Problem statement —
Starting at the line with "use tokio::sync::Mutex;" and going on through the line with "removed, by handle.", reproduce each line in the records below exactly and nothing more.

Information provided Start Marker

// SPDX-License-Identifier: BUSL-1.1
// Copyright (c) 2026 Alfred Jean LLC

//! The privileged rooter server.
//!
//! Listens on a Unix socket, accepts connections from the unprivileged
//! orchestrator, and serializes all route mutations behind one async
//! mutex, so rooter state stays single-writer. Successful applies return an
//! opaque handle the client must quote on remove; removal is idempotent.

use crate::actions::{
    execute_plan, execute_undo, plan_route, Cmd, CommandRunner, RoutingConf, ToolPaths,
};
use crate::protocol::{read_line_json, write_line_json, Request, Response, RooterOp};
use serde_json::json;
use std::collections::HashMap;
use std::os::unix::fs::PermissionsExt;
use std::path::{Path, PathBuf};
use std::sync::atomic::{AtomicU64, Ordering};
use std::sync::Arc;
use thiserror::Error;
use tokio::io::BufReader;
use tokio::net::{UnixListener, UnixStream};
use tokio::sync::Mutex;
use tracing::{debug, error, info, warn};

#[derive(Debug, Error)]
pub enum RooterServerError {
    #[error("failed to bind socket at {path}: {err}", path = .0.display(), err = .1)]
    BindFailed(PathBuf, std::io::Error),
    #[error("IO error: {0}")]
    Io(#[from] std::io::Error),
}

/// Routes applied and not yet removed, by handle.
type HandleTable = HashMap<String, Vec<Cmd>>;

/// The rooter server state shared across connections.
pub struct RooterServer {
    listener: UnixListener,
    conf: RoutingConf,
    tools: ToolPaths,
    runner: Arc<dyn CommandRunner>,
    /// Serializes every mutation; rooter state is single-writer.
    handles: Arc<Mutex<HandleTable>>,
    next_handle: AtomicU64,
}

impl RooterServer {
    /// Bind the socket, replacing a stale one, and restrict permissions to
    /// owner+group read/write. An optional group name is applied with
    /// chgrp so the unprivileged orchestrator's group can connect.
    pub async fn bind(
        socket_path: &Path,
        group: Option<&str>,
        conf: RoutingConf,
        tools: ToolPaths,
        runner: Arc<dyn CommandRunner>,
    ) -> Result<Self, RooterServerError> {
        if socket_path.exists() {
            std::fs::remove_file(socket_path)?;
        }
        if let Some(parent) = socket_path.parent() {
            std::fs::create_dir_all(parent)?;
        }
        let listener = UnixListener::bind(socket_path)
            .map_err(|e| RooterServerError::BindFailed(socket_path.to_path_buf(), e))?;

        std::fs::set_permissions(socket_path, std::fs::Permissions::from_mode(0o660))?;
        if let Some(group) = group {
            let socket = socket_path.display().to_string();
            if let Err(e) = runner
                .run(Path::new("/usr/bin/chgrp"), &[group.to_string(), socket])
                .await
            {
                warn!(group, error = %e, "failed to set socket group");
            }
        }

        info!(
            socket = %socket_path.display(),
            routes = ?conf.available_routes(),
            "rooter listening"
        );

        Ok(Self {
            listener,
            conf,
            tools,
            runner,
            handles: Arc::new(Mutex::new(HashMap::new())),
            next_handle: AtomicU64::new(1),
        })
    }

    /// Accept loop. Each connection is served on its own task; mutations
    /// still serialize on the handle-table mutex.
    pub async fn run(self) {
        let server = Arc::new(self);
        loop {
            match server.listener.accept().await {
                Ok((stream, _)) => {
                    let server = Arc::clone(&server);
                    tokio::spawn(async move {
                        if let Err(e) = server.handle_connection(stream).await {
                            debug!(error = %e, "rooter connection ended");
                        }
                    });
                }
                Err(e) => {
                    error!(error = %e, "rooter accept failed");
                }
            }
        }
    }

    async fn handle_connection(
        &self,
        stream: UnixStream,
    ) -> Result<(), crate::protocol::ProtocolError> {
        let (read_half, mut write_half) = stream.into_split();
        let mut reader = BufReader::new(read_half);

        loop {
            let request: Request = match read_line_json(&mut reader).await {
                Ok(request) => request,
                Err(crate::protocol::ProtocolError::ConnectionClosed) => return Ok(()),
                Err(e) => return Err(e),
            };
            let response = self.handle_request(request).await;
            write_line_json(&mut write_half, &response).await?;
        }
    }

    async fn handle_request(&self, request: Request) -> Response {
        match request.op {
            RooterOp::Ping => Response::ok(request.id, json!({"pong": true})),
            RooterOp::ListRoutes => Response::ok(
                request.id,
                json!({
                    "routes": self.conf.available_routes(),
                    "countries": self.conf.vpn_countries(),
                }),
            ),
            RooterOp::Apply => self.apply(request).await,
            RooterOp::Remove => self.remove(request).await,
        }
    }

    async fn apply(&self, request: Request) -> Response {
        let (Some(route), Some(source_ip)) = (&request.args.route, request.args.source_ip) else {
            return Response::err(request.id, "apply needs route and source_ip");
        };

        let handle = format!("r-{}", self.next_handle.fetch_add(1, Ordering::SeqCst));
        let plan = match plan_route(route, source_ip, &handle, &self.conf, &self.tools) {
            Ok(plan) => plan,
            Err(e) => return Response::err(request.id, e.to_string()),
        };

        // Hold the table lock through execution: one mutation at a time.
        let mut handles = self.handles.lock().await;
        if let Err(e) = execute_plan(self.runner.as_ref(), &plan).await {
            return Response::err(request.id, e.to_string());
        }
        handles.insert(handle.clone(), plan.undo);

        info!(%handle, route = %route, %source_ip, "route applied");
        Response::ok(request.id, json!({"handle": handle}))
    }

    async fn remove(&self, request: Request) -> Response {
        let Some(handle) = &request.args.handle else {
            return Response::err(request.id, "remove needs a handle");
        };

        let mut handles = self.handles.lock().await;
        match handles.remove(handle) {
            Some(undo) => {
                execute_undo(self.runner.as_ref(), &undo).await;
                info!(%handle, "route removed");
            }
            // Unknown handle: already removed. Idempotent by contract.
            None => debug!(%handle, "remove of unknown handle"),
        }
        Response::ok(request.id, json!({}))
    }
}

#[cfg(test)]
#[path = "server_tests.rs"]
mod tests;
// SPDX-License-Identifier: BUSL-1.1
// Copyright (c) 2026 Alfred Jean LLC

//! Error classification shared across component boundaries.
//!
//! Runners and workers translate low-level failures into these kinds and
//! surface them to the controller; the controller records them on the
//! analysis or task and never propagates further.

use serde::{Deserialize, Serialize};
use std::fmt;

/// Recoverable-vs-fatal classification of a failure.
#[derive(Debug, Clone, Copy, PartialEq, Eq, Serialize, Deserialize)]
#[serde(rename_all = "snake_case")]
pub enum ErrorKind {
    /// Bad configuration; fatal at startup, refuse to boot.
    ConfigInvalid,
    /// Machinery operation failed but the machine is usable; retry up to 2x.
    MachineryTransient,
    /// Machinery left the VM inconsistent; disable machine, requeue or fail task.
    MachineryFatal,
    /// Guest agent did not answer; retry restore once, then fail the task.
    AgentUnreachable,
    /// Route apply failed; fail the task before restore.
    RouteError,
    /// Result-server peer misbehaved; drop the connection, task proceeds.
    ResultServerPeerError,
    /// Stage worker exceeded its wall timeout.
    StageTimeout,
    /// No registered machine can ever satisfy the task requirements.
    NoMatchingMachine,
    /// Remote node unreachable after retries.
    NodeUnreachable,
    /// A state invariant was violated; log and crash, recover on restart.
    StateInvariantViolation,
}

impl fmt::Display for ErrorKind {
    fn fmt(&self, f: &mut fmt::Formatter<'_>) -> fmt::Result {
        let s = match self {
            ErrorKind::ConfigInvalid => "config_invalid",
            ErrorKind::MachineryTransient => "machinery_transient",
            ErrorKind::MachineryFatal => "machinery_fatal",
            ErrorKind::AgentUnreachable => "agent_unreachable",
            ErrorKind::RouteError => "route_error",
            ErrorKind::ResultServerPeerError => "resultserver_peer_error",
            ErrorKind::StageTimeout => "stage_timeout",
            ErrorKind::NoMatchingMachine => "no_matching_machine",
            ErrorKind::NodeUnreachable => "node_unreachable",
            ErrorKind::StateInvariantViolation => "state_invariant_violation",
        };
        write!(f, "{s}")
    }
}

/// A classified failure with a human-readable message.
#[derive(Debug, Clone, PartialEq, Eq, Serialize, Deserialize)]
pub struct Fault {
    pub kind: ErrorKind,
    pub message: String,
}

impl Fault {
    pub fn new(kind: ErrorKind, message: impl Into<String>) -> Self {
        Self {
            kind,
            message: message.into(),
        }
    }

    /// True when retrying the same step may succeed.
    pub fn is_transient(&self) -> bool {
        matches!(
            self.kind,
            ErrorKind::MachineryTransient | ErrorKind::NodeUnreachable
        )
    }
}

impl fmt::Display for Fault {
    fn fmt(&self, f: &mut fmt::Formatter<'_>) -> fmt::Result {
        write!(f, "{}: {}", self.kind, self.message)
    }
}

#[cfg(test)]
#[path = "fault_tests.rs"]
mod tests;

Information provided End Marker

Task answer —
use tokio::sync::Mutex;
use tracing::{debug, error, info, warn};

#[derive(Debug, Error)]
pub enum RooterServerError {
    #[error("failed to bind socket at {path}: {err}", path = .0.display(), err = .1)]
    BindFailed(PathBuf, std::io::Error),
    #[error("IO error: {0}")]
    Io(#[from] std::io::Error),
}

/// Routes applied and not yet removed, by handle.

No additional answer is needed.